09: Florence, NYE (eve) 2014
[4-minute read]
Content note: sexually suggestive scene, sexual violence, physical violence, intimate partner violence, strangulation.
Do you remember that Christmas episode of The Bear — yes, that one — where tension hums beneath the surface until trauma and drama explode to ruin the special occasion?
Exact. Same. Energy. Here.
I don’t really remember the restaurant. Just that it was bad.
Odd like a cafeteria. Not the setting you’d imagine for a first anniversary dinner, on New Year’s Eve.
It’d been two-and-a-half weeks of travelling very well together, him and I. Helsinki > Milan > Cinque Terre > Florence > Venice > Rome.
With one exception... three days into the trip, he confessed he’d assaulted a previous girlfriend. So there was that.
Catch up here: Chapter 06: The Battered Wives Club [Helsinki Café, The Avalanche].
Shame. Grief. Guilt. Disgust. It was a young man trying to confess his way into redemption and a young woman suddenly confronted with the dangerous consequences of an unsupervised attempt at self-led accountability.

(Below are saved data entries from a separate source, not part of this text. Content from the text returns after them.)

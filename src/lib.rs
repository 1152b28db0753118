pub mod alignment;
pub mod classifier;
pub mod cli;
pub mod commands;
pub mod config;
pub mod database;
pub mod error;
pub mod export;
pub mod reference;
pub mod tree;
pub mod utils;

pub use classifier::{AlignedSample, ClassificationReport, ClassificationResult, Classifier};
pub use database::SnpDatabase;
pub use error::TyperError;
pub use tree::{find_root, tree_to_newick, MarkerTable, TreeStore};
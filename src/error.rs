use std::path::PathBuf;
use thiserror::Error;

/// Errors raised by the tree model, the classifier and the database.
///
/// Everything here aborts the operation it was raised from. Recoverable
/// conditions (unresolved newick nodes, markers missing from the marker
/// table) are logged and carried in results instead.
#[derive(Error, Debug)]
pub enum TyperError {
    #[error("could not find root of the {organism} tree")]
    NoRoot { organism: String },

    #[error("SNP position of {marker} listed in strain that has no aligned sequence: {strain}")]
    MissingAlignedStrain { marker: String, strain: String },

    #[error("SNP position {position} of {marker} is outside the aligned {strain} sequence (length {length})")]
    PositionOutOfRange {
        marker: String,
        strain: String,
        position: usize,
        length: usize,
    },

    #[error("{organism} tree loops back to {node} below itself")]
    CyclicTree { organism: String, node: String },

    #[error("organism not found in database: {0}")]
    UnknownOrganism(String),

    #[error("non-ATCGN character '{character}' in sequence of {strain} at position {position}")]
    InvalidSequence {
        strain: String,
        character: char,
        position: usize,
    },

    #[error("no sequence record found in {0}")]
    EmptySequenceFile(PathBuf),

    #[error("line {line}: {message}")]
    Parse { line: usize, message: String },

    #[error("{tool} failed to complete: {message}")]
    ExternalTool { tool: String, message: String },

    #[error(transparent)]
    Io(#[from] std::io::Error),
}

pub type Result<T> = std::result::Result<T, TyperError>;
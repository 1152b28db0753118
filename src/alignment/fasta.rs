use crate::utils::input::open_input;
use anyhow::{bail, Context, Result};
use bio::io::fasta;
use std::path::Path;

/// Converter output for one reference: the reference row and the query row of
/// the alignment, gaps included.
#[derive(Debug, Clone)]
pub struct AlignedPair {
    pub reference: Vec<u8>,
    pub query: Vec<u8>,
}

impl AlignedPair {
    /// Fraction of reference columns where the query carries the same base.
    pub fn identity(&self) -> f64 {
        if self.reference.is_empty() {
            return 0.0;
        }
        let same = self
            .reference
            .iter()
            .zip(&self.query)
            .filter(|(r, q)| r == q)
            .count();
        same as f64 / self.reference.len() as f64
    }
}

/// Reads an aligned FASTA file whose first record is the reference and
/// second record the query.
pub fn read_aligned_pair(path: &Path) -> Result<AlignedPair> {
    let reader = fasta::Reader::new(open_input(path)?);
    let mut records = reader.records();
    let mut next_seq = |what: &str| -> Result<Vec<u8>> {
        match records.next() {
            Some(record) => {
                let record = record
                    .with_context(|| format!("Malformed FASTA record in {}", path.display()))?;
                Ok(record.seq().to_vec())
            }
            None => bail!("{} has no {} sequence", path.display(), what),
        }
    };
    let reference = next_seq("reference")?;
    let query = next_seq("aligned query")?;
    Ok(AlignedPair { reference, query })
}
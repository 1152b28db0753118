pub mod external_tools;
pub mod input;
pub(crate) mod progress_bar_builder;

What troubled me most was that despite his parents, her parents, and the repeated refrain of ‘I was lucky she didn’t press charges,’ counselling had never begun.
The confession landed like a natural disaster—sudden, destabilizing, and impossible to ignore.
My immediate response was to encourage counselling. I knew many men (my dad, my older brother, heck, even Tony Soprano) and many women (my mom, my older sister, and myself) who attended counselling.
To me, this was an easy, natural and mandatory next step.
Although I framed it as encouragement at the time, I’d set it as a boundary internally. Once we were home, he would attend counselling. We probably both would. In my mind, that would happen before I gave him or the relationship any more of myself.
But in the meantime? We were just three days into a five-and-a-half-week-long trip through Europe together. I guess we’d just get carry-on. There’d be some months apart anyway after that. So who knew where the wind would take us.
Two and a half weeks later, it was New Year's Eve. And also our first anniversary.
In that first year together as a couple, we’d never had an argument. Ironically, instead of gifts, we opted to celebrate our first anniversary with our first fight.
The only other squabble we’d had — both on the trip and in our relationship — had been ten days earlier in Cinque Terre. When he tried to suggest I was acting like a princess for being upset about damp bedsheets in the 2.5-star hostel I’d booked and paid for. You be the judge.
However, this was far different. This was something objectively insensitive.
Something that went beyond his opinion and spoke more to his sense of entitlement.
Something that hurt my feelings.
Something that he’d never done before.
Why is it so common that men’s knee-jerk reaction to being confronted by their own guilt is dismissal?
Captured well and in a lighthearted way: Hannah Berner and Paige DeSorbo of The Giggly Squad — Men never say sorry, my experience #gigglysquad #men #sorry #newyear #foryoupage
He called it a “joke.” But it was clear the intent was something that might only be funny to an audience of men conditioned by cultural misogyny than to a girlfriend.
I was taught to explain how and why it hurt. Hoping to find understanding and repair.
This is an important value I’ve come to recognize I need to share with or have in common with my partners. My Myers-Briggs oscillates between The Debater and the Diplomat. It’s an almost equal parts right-brained, left-brained kind of thing. In elementary school, they pegged this early on, and I was encouraged to be a peer mediator.
Unfortunately, with little empathy for how it landed — after a few attempts to de-escalate — I let him know that I didn’t want to spend any more of my time that night with someone so disrespectful of my feelings. I asked again, and when he denied, I picked up my coat and walked to the exit.
When I got to the door, I paused. Did I really want to go back to the hotel on New Year’s Eve by myself? The answer was no. Going to a different bar by myself also didn’t feel like the right thing to do. So I walked back to the table and asked him once more to meet me with some care and understanding.
Is it just me, or were too few millennial-and-older men not taught that well enough in school?
I don’t really remember his apology, but I remember feeling proud to stand in my truth. At least feeling met and understood.
Besides, the true test of an apology in a relationship is changed behaviour.
The night continued in typical New Year’s Eve fashion for a couple of mid-to-late-20-year-olds at a bar in a foreign country.
We shared pitchers of beer with the folks around us. We ordered cocktails from the bar. We danced. We celebrated. We rang in a new year while toasting to the first one we’d spent together. Spirits were high.
When it came time to leave the bar with the tour group and head to the bus, we followed. Suddenly, we were among tens, if not hundreds, of thousands of people flooding the streets of Florence.
I stopped to zip up my jacket or take a photo. When I looked up, he was nowhere to be seen.